They're having Pre Toy Fair, which happened in Tucson.
So all these Mattel people are coming in for dinner.
And I'm--I'd seen ads on TV for He-Man Masters of the Universe was there.
Their live-action figure toy Line and Seven-Eleven was serving Slurpees in He-Man Masters of the Universe cups.
And so I asked my boss at the restaurant if I could be for 15 minutes.
I drove to 7-Eleven and I bought these plastic He-Man cups that they normally serve Slurpees in.
And I had all the cups waiting on the table with drinks in them for when the Mattel people came in.
And so they thought it was hilarious and like, who did this?
Where do these cups come from?
And-and so people pointed to me and I came over to the table.
I started talking to them.
I told them I was a marketing major.
Or, sorry.
Marketing minor, communications major, marketing minor.
And-and they were-- so they invited me since I said I was interested in marketing, they invited me to come to Pre Toy Fair and kind of see how everything worked there.
And so--and I knew Mattel is a big marketing company.
And so I went to Toy Fair and I ended up parlaying that into a summer internship at Mattel.
So I got this, which normally I know they hire like all Ivy--like almost everyone that worked there was from Ivy League schools and private schools.
But I got this summer internship and then when I was an intern at Mattel, I told them that I really--my dream was to work in marketing.
And they said, if you want to be good at marketing, the best thing to do is start in sales.
Salespeople get to know the business, the customer, the products.
They know everything inside and out.
And our best marketing people, you know, have a good understanding of sales.
And so I ended up taking a sales job out of college because my goal was to be in marketing.
But, I started in sales also because I really needed a car.
And so I was looking for a sales job that provided a company car so I could get good experience and get a free car, I thought.
So, I ended up getting a job in pharmaceutical sales with Allergan and I and I told my boss when I interviewed my dream is to be a marketing.
I really want to work in marketing.
So I started in sales and he said, if you do well in sales, I will help you get to that marketing job.
And he did.
I did well in sales and he helped because--you know, he was a mentor to me and a sponsor to me and helped become the person that helped promote me to the people in-house in marketing.
And I ended up with a marketing job there at Allergan and then moved into their capital equipment division.
But then I realized that I was missing some of the critical skills that you--that I believed I needed.
Formal business training, accounting, finance.
Things like that, I had never studied.
I was really good at--I was really creative, and I knew a lot about marketing and communication, but I didn't know accounting, finance, any of the quantitative skills.
So I decided to go back to business school and I ended up going to get an MBA at Duke.
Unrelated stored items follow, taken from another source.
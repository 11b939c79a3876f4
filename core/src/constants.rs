use percent_encoding::AsciiSet;
use percent_encoding::NON_ALPHANUMERIC;

// Headers attached to every signed request.
pub const X_AMZ_CONTENT_SHA_256: &str = "x-amz-content-sha256";
pub const X_AMZ_DATE: &str = "x-amz-date";
pub const X_AMZ_SECURITY_TOKEN: &str = "x-amz-security-token";

/// Hex SHA-256 digest of zero bytes, the payload hash of an empty body.
pub const EMPTY_STRING_SHA256: &str =
    "e3b0c44298fc1c149afbf4c8996fb92427ae41e4649b934ca495991b7852b855";

/// AsciiSet for [AWS UriEncode](https://docs.aws.amazon.com/AmazonS3/latest/API/sig-v4-header-based-auth.html)
///
/// - URI encode every byte except the unreserved characters: 'A'-'Z', 'a'-'z', '0'-'9', '-', '.', '_', and '~'.
pub static AWS_URI_ENCODE_SET: AsciiSet = NON_ALPHANUMERIC
    .remove(b'/')
    .remove(b'-')
    .remove(b'.')
    .remove(b'_')
    .remove(b'~');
And then, of course, I'm getting my MBA.
I thought, OK, if I want to learn finance and accounting, I should try to get a job on Wall Street for the summer, even though I don't want a--really want a job in Wall Street.
I just want to learn it for the summer.
I just want to learn those skills for the summer.
So I ended up getting a summer internship at Goldman Sachs.
And then even though I thought I'd never really want to work in finance, I got an offer to go back full time to Goldman.
And I ended up working there for three years after business school, because--I'll tell you a secret, I never liked the job, I'm sorry to say, but I loved the people.
I loved the culture of the firm.
I loved the people.
What I loved about the people at Goldman were they were what I call clutch players.
And what I mean by that is people who tell you they're going to get something done and they get it done, they tell you you're going to have something Tuesday morning by 7:00 a.m. You have it Tuesday morning by 7:00 a.m. You don't have a Thursday, you don't have a Friday.
You don't have it by 10:00 a.m. You have a Tuesday at seven a.m. And I place a very high value on people who--who are true to their word.
So I was at Goldman.
And then--but I started climbing, you know, I had started climbing.
This is turning into a long story.
I'm so sorry.
I started climbing back when I was--before I started grad school.
I quit my job a couple months before I started grad school.
I just felt like I wanted to take a little bit of time off.
So two months before I started at Duke, I quit my job and I started climbing mountains.
That's when I climbed my first mountain.
I was thirty-two years old.
And then every time I had a break from-from classes.
So we were on six-week terms at Duke.
Every time we had a break, I would go to another mountain.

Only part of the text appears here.